Gula adalah suatu karbohidrat sederhana yang menjadi sumber energi dan komoditas perdagangan utama. Gula paling banyak diperdagangkan dalam bentuk kristal sukrosa padat. Gula digunakan untuk mengubah rasa menjadi manis dan keadaan makanan atau minuman. Gula sederhana, seperti glukosa (yang diproduksi dari sukrosa dengan enzim atau hidrolisis asam), menyimpan energi yang akan digunakan oleh sel. Sehingga gula memiliki hal yang penting bagi kehidupan manusia sebagai sumber dari karbohidrat.

Dalam sejarahnya di Indonesia industry gula pertama kali diperkenalkan oleh bangsa-bangsa Asing yang masuk ke Indonesia pada abad ke 17 terutama di perkenalkan oleh orang-orang Belanda yang membuka koloni di Indonesia dengan membuka perkebunan tebu yang ada di nusantara terutama di Batavia dan pulau Jawa. Sebagai contoh perkebunan Karet untuk wilayah Sumatera, perkebunan Pala untuk wilayah Sulawesi, perkebunan Teh, Kopi, Kina, dan Tebu untuk wilayah Jawa. Seiring berjalannya waktu, banyak pemodal-pemodal besar bermunculan yang berdampak pada perkembangan industri perkebunan. Salah satu industri yang mengalami perkembangan yang pesat kala itu adalah Industri gula

Walaupun demikian sebelumnya gula sudah diperkenalkan pada oleh para pedagang India dan Arab di Indonesia. Prosses pengelolaannya pun masih sederhana dengan menggunakan tenaga manusia dan hewan untuk memutar alat pemotong atau pemilah tebu dalam rangka mengolah pohon tebu tersebut menjadi Gula. Pada masanya tebu diolah dengan menggunakan cara yang masih primitif untuk menghassilkan gula. Gula pun pada kala itu hanya digunakan untuk konsumsi terbatas, belum diperjual belikan secara luas atau bahkan belum menjadi bahan komoditi perdagangan yang utama. Proses pengepresan atau penggilingan tebu dengan skala yang agak besar mulai dilakukan pada abad 17 di Batavia yang dilakukan oleh orang Tionghoa. Akan tetapi pada waktu itu teknologi yang digunakanpun juga masih sederhana

VOC (Vereenigde Oostindische Compagnie) adalah sebuah persekutuan dagang yang dibentuk oleh pengusaha Belanda yang tergabung dalam Heeren XVII  pada 20 Maret 1602. Tujuannya menjalankan kegiatan monopoli perdagangan di Hindia Timur. Namun sebagai pihak swasta, VOC memiliki keistimewaan untuk membuat perjanjian dengan para sultan dan membentuk tentara sendiri untuk membela diri.
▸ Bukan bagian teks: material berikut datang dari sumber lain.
//! ccrelay-tmux: tmux backend IO boundary.
//! Subprocess execution, window/pane listing, capture and key injection.
//! No business logic.

pub mod capture;
pub mod controller;
pub mod error;
pub mod executor;
pub mod pane_info;

pub use capture::{Capture, capture_pane};
pub use controller::{TerminalSource, TmuxController, WindowController};
pub use error::TmuxError;
pub use executor::{TmuxCommandRunner, TmuxExecutor, TmuxSocket};
pub use pane_info::{PaneInfo, WindowInfo, is_shell_command};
Pecahnya perang Diponegoro (1825–1830) yang mengguncang Jawa saat itu membuat perusahaan asing VOC mengalami kerugian besar. Berakhirnya perang tersebut membuat VOC kehabisan Kas Perusahaan. Bahkan anggaran perang untuk strategi  Benteng Stelsel yang mampu melumpuhkan Pangeran Diponegoro terbukti juga mampu melumpuhkan perekonomian investor Eropa yang memiliki saham di VOC. Jatuhnya perekonomian itu membuat VOC mengangkat Van Den Bosch menjadi Gubenur Jenderal VOC dan menerapkan strategi tanam paksa ( The Cultuurstelsel ). Sistem tanam paksa adalah kebijakan untuk membangun kembali perekonomian VOC dengan memaksimalkan industri perekebunan dengan tenaga petani

Tebu banyak ditanam di era sistem tanam paksa oleh petani sebagai kewajiban atau bahkan pajak kepada pemerintah kolonial. Setelah tanam paksa berakhir, penanaman tebu semakin luas dan industrinya menghasilkan banyak uang bagi pengusaha swasta, tetapi tidak ke petani. Gairah perekonomian kolonial sangat dipengaruhi oleh daya tarik dan keuntungan yang diperoleh dari perkebunan tebu. Penanaman tebu mendorong pendirian pabrik-pabrik pembuatan gula. Perkebunan tebu dan pabrik gula menjadi motor perekonomian Hindia Belanda.

 

B.                 PEMBAHASAN

Gula menjadi salah satu komiditas unggulan untuk Negara Indonesia. Karena secara sumber daya yang dimiliki harusnya Indonesia dapat memproduksi yang melimpah. Ketersedian lahan yang luas dan sumber daya manusia juga melimpah ini yang menjadi factor pendukung produksi gula itu dapat meningkat di Indonesia.  Harusnya ini menjadi catatan bagi industry gula secara nasional bahawa kebutuhan gula memiliki peran penting dalam kehdupan masyarakat

Hal yang menarik bagi dunia bisnis di Indonesia adalah berkaitan dengan permintaan gula dalam negeri yang terus meningkat, baik untuk konsumsi rumah tangga maupun sebagai bahan baku industri makanan, minuman, dan farmasi. Konsumsi gula kristal putih menempati urutan pertama, namun permintaan terhadap gula rafinasi oleh sektor industri saat ini juga terus meningkat sebesar 1.20 juta ton per tahun. Hal ini membuka peluang bisnis baru di bidang pergulaan, baik bisnis skala besar maupun bisnis kecil.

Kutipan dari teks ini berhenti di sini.